Ce n’est pas un concept révolutionnaire. Tout chef en opération a peur de la « connerie ». La connerie ce sont deux marsouins qui sortent une nuit en douce d’une base et rentrent un peu « émus » en se disant « Tiens, et si on passait par la zone minée pour rentrer discrètement ? ». En l’occurrence, la chance les a sauvés, au moins des mines. Notons au passage que « connerie » désigne à la fois l’acte lui-même que l’état d’esprit qui le conçoit. Il y a des degrés dans la connerie, depuis la bagarre dans un bar qui suscite un incident diplomatique (vécu aussi) jusqu’à la connerie, et on y revient, d’ampleur stratégique, disons, pour être dans l’actualité, une connerie de « classe américaine ». Celle-ci implique presque toujours la violence, et plus précisément la violence injuste et/ou disproportionnée.

Quelques années après l’article de Krulak, l’engagement américain en Irak en livrait un florilège depuis les paras tirant sur la foule à Falloujah en 2003 jusqu’au massacre de la place Nissour à Bagdad par Blackwater en 2007 en passant par celui d’Haditha et bien sûr les exactions d’Abou Ghraïb. Encore ne s’agit-il là que des cas les plus graves et connus. Les conneries meurtrières américaines, et les conneries tout court, ont en réalité été innombrables surtout au début de l’engagement. Elles ont fourni évidemment un gros moteur à ressentiment et nourri la rébellion.

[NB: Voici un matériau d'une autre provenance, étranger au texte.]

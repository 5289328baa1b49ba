//! SMTP relay notifier

use std::fmt;

use lettre::message::header::ContentType;
use lettre::transport::smtp::authentication::Credentials;
use lettre::{Message, SmtpTransport, Transport};

use super::Notifier;

/// Default implicit-TLS submission port
pub const DEFAULT_SMTP_PORT: u16 = 465;

/// Relay settings; loaded by `Config::from_env` from the `SMTP_*` variables
#[derive(Clone)]
pub struct SmtpConfig {
    pub host: String,
    pub port: u16,
    /// Username and password, when the relay requires login
    pub credentials: Option<(String, String)>,
}

impl fmt::Debug for SmtpConfig {
    fn fmt(&self, f: &mut fmt::Formatter<'_>) -> fmt::Result {
        f.debug_struct("SmtpConfig")
            .field("host", &self.host)
            .field("port", &self.port)
            .field("username", &self.credentials.as_ref().map(|(user, _)| user))
            .finish_non_exhaustive()
    }
}

/// Sends notices as HTML mail through an SMTP relay
pub struct SmtpNotifier {
    transport: SmtpTransport,
    sender_alias: String,
}

impl SmtpNotifier {
    /// Connect to the relay; fails if the relay cannot be reached
    pub fn new(config: SmtpConfig, sender_alias: impl Into<String>) -> Result<Self, String> {
        let mut builder = SmtpTransport::relay(&config.host)
            .map_err(|e| format!("SMTP relay {}: {}", config.host, e))?
            .port(config.port);
        if let Some((username, password)) = config.credentials {
            builder = builder.credentials(Credentials::new(username, password));
        }
        let transport = builder.build();

        transport
            .test_connection()
            .map_err(|e| format!("SMTP relay {} unreachable: {}", config.host, e))?;
        tracing::info!(host = %config.host, port = config.port, "SMTP relay ready");

        Ok(Self {
            transport,
            sender_alias: sender_alias.into(),
        })
    }
}

impl Notifier for SmtpNotifier {
    fn send(&self, to: &str, from: &str, subject: &str, body: &str) -> Result<(), String> {
        let message = Message::builder()
            .from(from.parse().map_err(|e| format!("sender {}: {}", from, e))?)
            .to(to.parse().map_err(|e| format!("recipient {}: {}", to, e))?)
            .subject(subject)
            .header(ContentType::TEXT_HTML)
            .body(body.to_string())
            .map_err(|e| e.to_string())?;

        self.transport.send(&message).map_err(|e| e.to_string())?;

        tracing::info!(to = %to, subject = %subject, "Notification sent");
        Ok(())
    }

    fn sender_alias(&self) -> &str {
        &self.sender_alias
    }
}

Les soldats sont porteurs de la force. Un fantassin comme un pilote de chasseur-bombardier porte sur lui de quoi tuer plusieurs dizaines de personnes. Il lui faut parfois prendre des décisions rapides au sein d’un environnement dangereux et rarement clair. Je cite souvent, car il m’a marqué, ce cas où je dois décider tout de suite de la vie ou de la mort d’un homme à 50 m de moi que je soupçonne fortement d’avoir tiré à l’instant sur un marsouin. Je décide finalement de le laisser vivre et de l’avertir par un tir au-dessus de lui. Rétrospectivement, j’ai eu raison puisque la menace s’est arrêtée là. Mais j’aurais pu tout autant avoir tort s’il avait recommencé et réussi cette fois à tuer un de nos soldats. Peut-être que quelqu’un d’autre placé dans les mêmes conditions, aurait privilégié la sécurité.

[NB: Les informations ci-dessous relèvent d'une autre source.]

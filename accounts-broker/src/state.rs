//! Application state and the operations exposed to the routing layer
//!
//! `AppState` wires the three core components together. Anonymous
//! operations go straight to `AccountService` / `ConfirmationWorkflow`;
//! protected ones are gated by `SessionManager` in the route handlers.

use std::sync::Arc;

use accounts_core::{ConfirmationTemplate, SigningKey};

use crate::accounts::AccountService;
use crate::config::Config;
use crate::confirmation::ConfirmationWorkflow;
use crate::error::BrokerError;
use crate::notifier::Notifier;
use crate::session::{IssuedToken, SessionManager};
use crate::store::{
    Account, AccountStatus, AccountStore, ConfirmationId, ConfirmationRequest, Purpose,
};

pub struct AppState<S, N> {
    pub store: Arc<S>,
    pub accounts: AccountService<S>,
    pub confirmations: ConfirmationWorkflow<S, N>,
    pub sessions: SessionManager,
    /// Refuse login while the account is `PendingConfirmation`
    pub require_confirmed_login: bool,
}

impl<S, N> AppState<S, N>
where
    S: AccountStore,
    N: Notifier,
{
    /// Build state with the bundled confirmation and reset mail bodies
    pub fn new(
        config: &Config,
        signing_key: SigningKey,
        store: S,
        notifier: N,
    ) -> Result<Self, BrokerError> {
        Self::with_templates(
            config,
            signing_key,
            store,
            notifier,
            ConfirmationTemplate::account_confirmation(config.confirm_account_url.clone())?,
            ConfirmationTemplate::password_reset(config.confirm_reset_url.clone())?,
        )
    }

    pub fn with_templates(
        config: &Config,
        signing_key: SigningKey,
        store: S,
        notifier: N,
        account_template: ConfirmationTemplate,
        reset_template: ConfirmationTemplate,
    ) -> Result<Self, BrokerError> {
        let store = Arc::new(store);
        let notifier = Arc::new(notifier);

        let accounts = AccountService::new(
            Arc::clone(&store),
            config.hash_scheme.hasher(),
            config.password_policy,
            config.password_validity()?,
        );
        let confirmations = ConfirmationWorkflow::new(
            Arc::clone(&store),
            notifier,
            account_template,
            reset_template,
        );
        let sessions = SessionManager::new(signing_key, config.session_duration()?);

        Ok(Self {
            store,
            accounts,
            confirmations,
            sessions,
            require_confirmed_login: config.require_confirmed_login,
        })
    }

    /// Create an account and send its confirmation code.
    ///
    /// The account and its first confirmation request commit together. If
    /// the notice cannot be sent the account stays `PendingConfirmation`
    /// with a valid request, and `resend_confirmation` can be retried.
    pub fn register(
        &self,
        id: &str,
        name: &str,
        surname: &str,
        password: &str,
    ) -> Result<ConfirmationRequest, BrokerError> {
        let account = self.accounts.new_account(id, name, surname, password)?;

        let (request, notice) = self.store.with_transaction(|repo| {
            self.accounts.create_in(repo, &account)?;
            self.confirmations
                .issue_in(repo, &account, Purpose::AccountCreation)
        })?;

        self.confirmations.deliver(&notice)?;
        Ok(request)
    }

    /// Redeem an account-creation code, confirming the account
    pub fn redeem_confirmation(&self, request_id: &ConfirmationId) -> Result<String, BrokerError> {
        self.confirmations
            .redeem(request_id, Purpose::AccountCreation)
    }

    /// Send another account-creation code
    pub fn resend_confirmation(&self, account_id: &str) -> Result<ConfirmationRequest, BrokerError> {
        let account = self.accounts.get(account_id)?;
        if account.status == AccountStatus::Confirmed {
            return Err(BrokerError::InvalidInput("account is already confirmed".into()));
        }
        self.confirmations
            .reissue(account_id, Purpose::AccountCreation)
    }

    /// Issue a password-reset code
    pub fn request_password_reset(&self, account_id: &str) -> Result<ConfirmationRequest, BrokerError> {
        self.confirmations.issue(account_id, Purpose::PasswordReset)
    }

    /// Redeem a password-reset code and set the new password atomically
    pub fn redeem_password_reset(
        &self,
        request_id: &ConfirmationId,
        new_password: &str,
    ) -> Result<String, BrokerError> {
        self.accounts.policy().check(new_password)?;

        self.store.with_transaction(|repo| {
            let request = self
                .confirmations
                .redeem_in(repo, request_id, Purpose::PasswordReset)?;
            self.accounts
                .set_password_in(repo, &request.account_id, new_password, false)?;
            Ok(request.account_id)
        })
    }

    /// Replace a password after verifying the current one.
    ///
    /// Only the digest is checked, so an account whose password has expired
    /// can still change it.
    pub fn change_password(
        &self,
        account_id: &str,
        current_password: &str,
        new_password: &str,
        new_password_confirm: &str,
    ) -> Result<(), BrokerError> {
        if new_password != new_password_confirm {
            return Err(BrokerError::InvalidInput("passwords do not match".into()));
        }
        self.accounts.check_password(account_id, current_password)?;
        self.accounts.policy().check(new_password)?;
        self.accounts.set_password(account_id, new_password, false)
    }

    /// Verify credentials and mint a session token
    pub fn login(&self, account_id: &str, password: &str) -> Result<IssuedToken, BrokerError> {
        let account = self.accounts.verify_credentials(account_id, password)?;

        if self.require_confirmed_login && account.status != AccountStatus::Confirmed {
            return Err(BrokerError::ConfirmationRequired);
        }

        tracing::info!(account = %account.id, "Login");
        self.sessions.issue(&account.id)
    }

    /// Hand back an already-expired token
    pub fn logout(&self) -> Result<IssuedToken, BrokerError> {
        self.sessions.revoke()
    }

    /// Who is calling, without extending the session
    pub fn validate_session(&self, token: &str) -> Result<String, BrokerError> {
        self.sessions.extract_subject(token)
    }

    /// The caller's account, looked up by session subject
    pub fn account(&self, account_id: &str) -> Result<Account, BrokerError> {
        self.accounts.get(account_id)
    }

    /// Delete an account after re-checking its password
    pub fn cancel_account(&self, account_id: &str, password: &str) -> Result<(), BrokerError> {
        self.accounts.check_password(account_id, password)?;
        self.accounts.delete(account_id)
    }
}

En juillet 2007, placé dans une situation similaire mais avec des moyens plus puissants, un équipage d’hélicoptère Apache abattait froidement 18 personnes, dont beaucoup de civils. La mission était filmée et comme pour Abou Ghraïb la diffusion des images amplifiait l’horreur. Car l’esprit est aussi très sensible à ce qu’il voit, à l’image. Voir a des effets beaucoup plus puissants que le simple fait de savoir. On peut savoir qu’il y a eu un millier de cas, cela reste plus abstrait (et plus c’est grand plus c’est abstrait) qu’une seule image.

Ajoutons enfin un phénomène bien connu des réseaux sociaux : un événement a d’autant plus d’écho qu’il conforte un sentiment ou pire une croyance préexistants. Par l’orientation préalable de nos capteurs, on aura plus de chance de voir les infos que l’on a envie de voir. Rappelez-vous le négatif l’emporte sur le positif. On peut s’indigner du comportement indigne de membres d’une institution que l’on apprécie par ailleurs, mais l’impact et la diffusion seront plus importants dans le camp hostile, qu’il vient conforter.

Tout cela nous donne une équation du caporal stratégique qui se prononce comme « cirque » : C x I x R x C où C est la connerie initiale, I l’image de la connerie, R sa diffusion dans les médias et réseaux et enfin C qui désigne un contexte initial défavorable. On notera que le deuxième C rétroagit sur le premier. Un contexte hostile va plutôt pousser à connerie, volontairement par la provocation ou plus simplement par une ambiance de méfiance. Quand on en vient comme aux États-Unis à se méfier d’un joggeur uniquement parce qu’il est noir, la connerie n’est pas loin et lorsqu’elle survient elle accentue mécaniquement la tension générale.
La meilleure manière apparemment de ne pas avoir de connerie est de ne rien faire, mais l’inaction peut produire aussi de nombreux effets pervers, en laissant par exemple le contexte à l’influence ennemie. D’un autre côté, si on agit, il surviendra statistiquement des conneries. Le tout est de faire en sorte que la valeur du CIRC soit aussi proche que possible de zéro. Le rôle du contexte est complexe, on en reparlera. Intéressons-nous à l’origine du problème et son amplification.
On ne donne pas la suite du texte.